However, I understand your argument that there's really no need to
differentiate between "buyers" and "sellers": every node on the network could
be either, both or neither at any point in time.

I don't think changing the language used in OpenBazaar really makes much of a
difference though. I doubt people are that interested in doing barter trading
via an online market. That seems very inefficient (ie. sending a pound of beef
jerky in in the mail in exchange for receiving five LED bulbs). The only
reason for doing this would be if the two parties don't have proper money
available.

It'd be a lot more efficient for either party to sell their good (beef jerky
or light bulbs) for money locally (for example bitcoins), and pay for the
other item in bitcoins, so only a single good needs to be sent via mail.

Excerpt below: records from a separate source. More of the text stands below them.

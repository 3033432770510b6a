// Copyright (c) 2026 rezky_nightky

use std::io;
use std::sync::atomic::{AtomicBool, Ordering};
use std::sync::Arc;

use crossterm::event::KeyEvent;

/// Pending-resize mailbox. Raised from anywhere (a signal handler, the
/// input poll); taken only by the render loop.
#[derive(Clone, Debug, Default)]
pub struct ResizeFlag(Arc<AtomicBool>);

impl ResizeFlag {
    pub fn new() -> Self {
        Self::default()
    }

    pub fn raise(&self) {
        self.0.store(true, Ordering::Release);
    }

    /// Reads and clears in one step so a raise racing with the read is
    /// never lost.
    pub fn take(&self) -> bool {
        self.0.swap(false, Ordering::AcqRel)
    }

    #[allow(dead_code)]
    pub fn is_raised(&self) -> bool {
        self.0.load(Ordering::Acquire)
    }

    /// The raw flag, for registration with `signal_hook::flag`.
    #[cfg(unix)]
    pub fn shared(&self) -> Arc<AtomicBool> {
        Arc::clone(&self.0)
    }
}

/// Everything the render loop needs from a terminal.
///
/// Cell writes take `(row, col)` and must ignore coordinates outside the
/// current size: drops sized for a larger screen can still be in flight
/// right after a shrink.
pub trait Surface {
    /// Current `(width, height)`.
    fn size(&self) -> (u16, u16);

    /// Number of color indices `put` accepts.
    fn colors(&self) -> u16;

    /// Whether a resize was signalled since the last call. Clears the signal.
    fn take_resized(&mut self) -> bool;

    /// Re-queries the real dimensions and reallocates for them.
    fn reset(&mut self) -> io::Result<(u16, u16)>;

    /// Next pressed key, if one is waiting. Never blocks.
    fn poll_key(&mut self) -> io::Result<Option<KeyEvent>>;

    fn put(&mut self, row: u16, col: u16, glyph: char, color: u8);

    /// Plain text in the default color, clipped at the right edge.
    fn print(&mut self, row: u16, col: u16, text: &str);

    /// Pushes everything written since the last present to the screen.
    fn present(&mut self) -> io::Result<()>;

    /// Blanks the drawing area for the next frame's writes.
    fn erase(&mut self);
}
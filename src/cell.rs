// Copyright (c) 2026 rezky_nightky

use crossterm::style::Color;

#[derive(Clone, Copy, Debug, PartialEq, Eq)]
pub struct Cell {
    pub ch: char,
    /// `None` is the terminal's default foreground.
    pub fg: Option<Color>,
}

impl Cell {
    pub const BLANK: Cell = Cell { ch: ' ', fg: None };

    pub fn plain(ch: char) -> Self {
        Self { ch, fg: None }
    }

    pub fn colored(ch: char, fg: Color) -> Self {
        Self { ch, fg: Some(fg) }
    }
}
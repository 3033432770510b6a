// Copyright (c) 2026 rezky_nightky

use rand::Rng;

use crate::droplet::{Droplet, Field};
use crate::error::RainError;

/// All droplets of one epoch. Rebuilt wholesale on resize.
#[derive(Clone, Debug, Default)]
pub struct DropPool {
    droplets: Vec<Droplet>,
}

impl DropPool {
    pub fn new<R: Rng + ?Sized>(rng: &mut R, count: usize, field: &Field) -> Self {
        let mut pool = Self::default();
        pool.resize(rng, count, field);
        pool
    }

    /// Drops every droplet and builds `count` fresh ones for `field`.
    pub fn resize<R: Rng + ?Sized>(&mut self, rng: &mut R, count: usize, field: &Field) {
        self.droplets.clear();
        self.droplets.reserve(count);
        for _ in 0..count {
            self.droplets.push(Droplet::new(rng, field));
        }
    }

    pub fn len(&self) -> usize {
        self.droplets.len()
    }

    #[allow(dead_code)]
    pub fn is_empty(&self) -> bool {
        self.droplets.is_empty()
    }

    #[allow(dead_code)]
    pub fn get(&self, index: usize) -> Result<&Droplet, RainError> {
        let len = self.droplets.len();
        self.droplets
            .get(index)
            .ok_or(RainError::OutOfRange { index, len })
    }

    pub fn get_mut(&mut self, index: usize) -> Result<&mut Droplet, RainError> {
        let len = self.droplets.len();
        self.droplets
            .get_mut(index)
            .ok_or(RainError::OutOfRange { index, len })
    }

    #[allow(dead_code)]
    pub fn iter(&self) -> impl Iterator<Item = &Droplet> {
        self.droplets.iter()
    }
}
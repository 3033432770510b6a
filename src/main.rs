// Copyright (c) 2026 rezky_nightky

mod cell;
mod clock;
mod config;
mod density;
mod droplet;
mod error;
mod frame;
mod palette;
mod pool;
mod rain;
mod runtime;
mod surface;
mod terminal;

use std::env;
use std::time::{SystemTime, UNIX_EPOCH};

#[cfg(unix)]
use std::thread;

use clap::Parser;
use rand::{rngs::StdRng, SeedableRng};

#[cfg(unix)]
use signal_hook::consts::{SIGHUP, SIGINT, SIGTERM, SIGWINCH};
#[cfg(unix)]
use signal_hook::iterator::Signals;

use crate::config::{print_usage, Args, Launch};
use crate::palette::{detect_color_mode, Palette};
use crate::rain::Rain;
use crate::surface::ResizeFlag;
use crate::terminal::{restore_terminal_best_effort, Terminal};

fn build_info() -> String {
    let sha = env!("RAINTERM_GIT_SHA");
    if sha.is_empty() {
        env!("RAINTERM_BUILD").to_string()
    } else {
        format!("{} ({})", env!("RAINTERM_BUILD"), sha)
    }
}

/// Different on every run: pid mixed with the wall clock.
fn process_seed() -> u64 {
    let nanos = SystemTime::now()
        .duration_since(UNIX_EPOCH)
        .map(|d| d.as_nanos() as u64)
        .unwrap_or(0);
    nanos ^ ((std::process::id() as u64) << 32)
}

fn install_exit_handlers() {
    std::panic::set_hook(Box::new(|info| {
        restore_terminal_best_effort();
        eprintln!("{}", info);
    }));

    #[cfg(unix)]
    {
        if let Ok(mut signals) = Signals::new([SIGINT, SIGTERM, SIGHUP]) {
            thread::spawn(move || {
                if let Some(sig) = signals.forever().next() {
                    restore_terminal_best_effort();
                    std::process::exit(128 + sig);
                }
            });
        }
    }

    #[cfg(windows)]
    {
        if let Err(e) = ctrlc::set_handler(|| {
            restore_terminal_best_effort();
            std::process::exit(130);
        }) {
            eprintln!("failed to install Ctrl-C handler: {}", e);
        }
    }
}

fn watch_resize(flag: &ResizeFlag) {
    #[cfg(unix)]
    {
        if let Err(e) = signal_hook::flag::register(SIGWINCH, flag.shared()) {
            eprintln!("warning: can't watch SIGWINCH ({}); relying on resize events", e);
        }
    }
    #[cfg(not(unix))]
    {
        let _ = flag;
    }
}

fn main() {
    let args = match Args::try_parse_from(env::args_os()) {
        Ok(args) => args,
        Err(e) => {
            use clap::error::ErrorKind;
            if matches!(e.kind(), ErrorKind::DisplayHelp | ErrorKind::DisplayVersion) {
                e.exit();
            }
            eprintln!("{}", e);
            print_usage(config::DEFAULT_QUIT_KEY);
            std::process::exit(1);
        }
    };

    if args.version {
        println!("{} {}", env!("CARGO_PKG_NAME"), env!("CARGO_PKG_VERSION"));
        return;
    }

    if args.info {
        println!("Version: v{}", env!("CARGO_PKG_VERSION"));
        println!("Build: {}", build_info());
        println!("License: {}", env!("CARGO_PKG_LICENSE"));
        println!("Source: {}", env!("CARGO_PKG_REPOSITORY"));
        return;
    }

    let settings = match config::interpret(&args) {
        Launch::Run(settings) => settings,
        Launch::Usage(code) => {
            print_usage(args.quit_key);
            std::process::exit(code);
        }
    };

    install_exit_handlers();

    let resize = ResizeFlag::new();
    watch_resize(&resize);

    let palette = Palette::new(detect_color_mode());
    let term = match Terminal::acquire(palette, resize) {
        Ok(term) => term,
        Err(e) => {
            eprintln!("{}", e);
            std::process::exit(1);
        }
    };

    let mut rain = Rain::new(term, StdRng::seed_from_u64(process_seed()), settings);
    let res = rain.run();
    // Leave raw mode before reporting anything.
    drop(rain);

    if let Err(e) = res {
        eprintln!("{}", e);
        std::process::exit(1);
    }
}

The
party receiving money can then just buy the goods he wants locally.

------
justcommenting
also of note: [https://blog.torservers.net/20141109/three-servers-
offline-l...](https://blog.torservers.net/20141109/three-servers-offline-
likely-seized.html)

------
weinzierl

        From the standpoint of someone with root access to a 
        dedi with OpenVZ vms, finding hidden services that are 
        hosted by customers is a matter of looking for files   
        named private_key anywhere under the /vz folder.
    
        [...]
     
        2. Cross your fingers and pray really, really hard that 
        the money trail is correctly obscured.
    

Hetzner is a popular German hoster and as far as I know payment requires
either a valid credit card or a German bank account. How is it possible to
obscure the money trail at all?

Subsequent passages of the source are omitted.